An Introduction to the Philosophy of Art

By Richard Eldridge | Go to book overview

Acknowledgments

Hilary Gaskin suggested this book project to me. She secured insightful readers for my first proposal, and their comments and her suggestions helped me to find what is, I hope, a useful scheme of topics.

I have been fortunate to have had gifted teachers of philosophy in general and of the philosophy of art in particular. First among the philosophers of art who were my teachers, I thank Ted Cohen. I am grateful to have had his influence on the substance of my thinking about art and on my philosophical sensibility and style. This influence was evident to me continuously as I wrote, including but well beyond the direct discussions of his work in these pages.

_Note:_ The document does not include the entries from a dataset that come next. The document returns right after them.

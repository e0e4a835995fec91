//! Pinch-off extraction from a 1D gate sweep.

use serde::{Deserialize, Serialize};
use tracing::debug;

use crate::dataset::{dataset_1d_metadata, DataSet};
use crate::error::{AppResult, TuningError};

/// Fraction of the open-closed range defining the pinch-off level.
const PINCH_LEVEL: f64 = 0.1;
/// Minimum relative contrast of a working gate.
const MIN_CONTRAST: f64 = 0.5;
/// Half-width of the moving-average window.
const SMOOTH_HALF_WIDTH: usize = 2;

/// Result of [`analyse_gate_sweep`].
#[derive(Debug, Clone, PartialEq, Serialize, Deserialize)]
pub struct GateSweepAnalysis {
    /// Swept gate
    pub gate: String,
    /// Gate voltage where the channel closes
    pub pinch_value: f64,
    /// Sample index closest to `pinch_value`, in scan order
    pub pinch_index: usize,
    /// Gate voltage at half conduction
    pub mid_point: f64,
    /// Signal level at half conduction
    pub mid_value: f64,
    /// Closed-channel level
    pub low_value: f64,
    /// Open-channel level
    pub high_value: f64,
    /// Whether the gate closes the channel
    pub good_gate: bool,
    /// Human-readable summary
    pub description: String,
}

fn percentile(sorted: &[f64], q: f64) -> f64 {
    match sorted {
        [] => f64::NAN,
        [only] => *only,
        _ => {
            let pos = q / 100.0 * (sorted.len() - 1) as f64;
            let lo = pos.floor() as usize;
            let hi = pos.ceil() as usize;
            sorted[lo] + (pos - lo as f64) * (sorted[hi] - sorted[lo])
        }
    }
}

fn sorted(values: impl Iterator<Item = f64>) -> Vec<f64> {
    let mut values: Vec<f64> = values.collect();
    values.sort_by(f64::total_cmp);
    values
}

fn smooth(values: &[f64]) -> Vec<f64> {
    (0..values.len())
        .map(|i| {
            let lo = i.saturating_sub(SMOOTH_HALF_WIDTH);
            let hi = (i + SMOOTH_HALF_WIDTH + 1).min(values.len());
            values[lo..hi].iter().sum::<f64>() / (hi - lo) as f64
        })
        .collect()
}

/// Walk from the open (high-voltage) end down and return the fractional
/// position where `y` first falls below `level`.
fn crossing_from_open_side(x: &[f64], y: &[f64], level: f64) -> Option<f64> {
    for i in (1..y.len()).rev() {
        if y[i] >= level && y[i - 1] < level {
            let frac = (y[i] - level) / (y[i] - y[i - 1]);
            return Some(x[i] + frac * (x[i - 1] - x[i]));
        }
        if y[i] < level {
            return None;
        }
    }
    None
}

/// Extract pinch-off characteristics from a 1D sweep.
///
/// The closed level is the 1st percentile of the trace, the open level the
/// 90th percentile of the samples above the midpoint between closed level and
/// trace maximum. `minthr` raises the closed level to at least a noise floor
/// and `maxthr` caps the open level. The pinch-off value is where the smoothed
/// trace falls to `low + 0.1 * (high - low)` walking down from the open side.
pub fn analyse_gate_sweep(
    dataset: &DataSet,
    minthr: Option<f64>,
    maxthr: Option<f64>,
) -> AppResult<GateSweepAnalysis> {
    let meta = dataset_1d_metadata(dataset, None)?;
    let measured = dataset.array(&meta.arrayname)?;

    let mut points: Vec<(usize, f64, f64)> = meta
        .vsweep
        .iter()
        .zip(measured.data.iter())
        .enumerate()
        .filter(|(_, (x, y))| x.is_finite() && y.is_finite())
        .map(|(i, (x, y))| (i, *x, *y))
        .collect();
    if points.len() < 2 {
        return Err(TuningError::Analysis(format!(
            "sweep of {} has {} valid samples",
            meta.gate,
            points.len()
        )));
    }
    points.sort_by(|a, b| a.1.total_cmp(&b.1));

    let x: Vec<f64> = points.iter().map(|p| p.1).collect();
    let y: Vec<f64> = points.iter().map(|p| p.2).collect();
    let ys = smooth(&y);

    let all = sorted(y.iter().copied());
    let mut low = percentile(&all, 1.0);
    let top = percentile(&all, 100.0);
    let mid_level = (low + top) / 2.0;
    let open = sorted(y.iter().copied().filter(|v| *v >= mid_level));
    let mut high = percentile(&open, 90.0);

    if let Some(minthr) = minthr {
        low = low.max(minthr);
    }
    if let Some(maxthr) = maxthr {
        high = high.min(maxthr);
    }

    let contrast = if high.abs() > f64::EPSILON {
        (high - low) / high.abs()
    } else {
        0.0
    };
    let level = low + PINCH_LEVEL * (high - low);
    let mid_value = (low + high) / 2.0;
    let crossing = crossing_from_open_side(&x, &ys, level);
    let good_gate = high > low && contrast >= MIN_CONTRAST && crossing.is_some();

    let pinch_value = crossing.unwrap_or(x[0]);
    let mid_point = crossing_from_open_side(&x, &ys, mid_value).unwrap_or(pinch_value);

    let nearest = points
        .iter()
        .min_by(|a, b| (a.1 - pinch_value).abs().total_cmp(&(b.1 - pinch_value).abs()))
        .map_or(0, |p| p.0);

    let description = if good_gate {
        format!(
            "{}: pinch-off at {:.1} mV, half conduction at {:.1} mV",
            meta.gate, pinch_value, mid_point
        )
    } else {
        format!("{}: no clear pinch-off (contrast {:.2})", meta.gate, contrast)
    };
    debug!(gate = %meta.gate, pinch_value, mid_point, low, high, good_gate, "Gate sweep analysed");

    Ok(GateSweepAnalysis {
        gate: meta.gate,
        pinch_value,
        pinch_index: nearest,
        mid_point,
        mid_value,
        low_value: low,
        high_value: high,
        good_gate,
        description,
    })
}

Over the last twenty years I have had detailed conversations on every topic in this book with members of the American Society for Aesthetics. I am pleased to count its members as my colleagues and friends. It is a wonderful society, with members ready both to argue and to listen, always with genuine enthusiasm for both the practices of art and for philosophical understanding. The talks I have heard, the essays I have read, and the conversations I have enjoyed are far too numerous to detail, even if I could recall all the dates and names, as I cannot. Together with particular thanks to Stanley Bates (also once my teacher), who has heard and discussed so many ASA talks with me, I must let an expression of gratitude to the Society cover my manifold debts to all its members.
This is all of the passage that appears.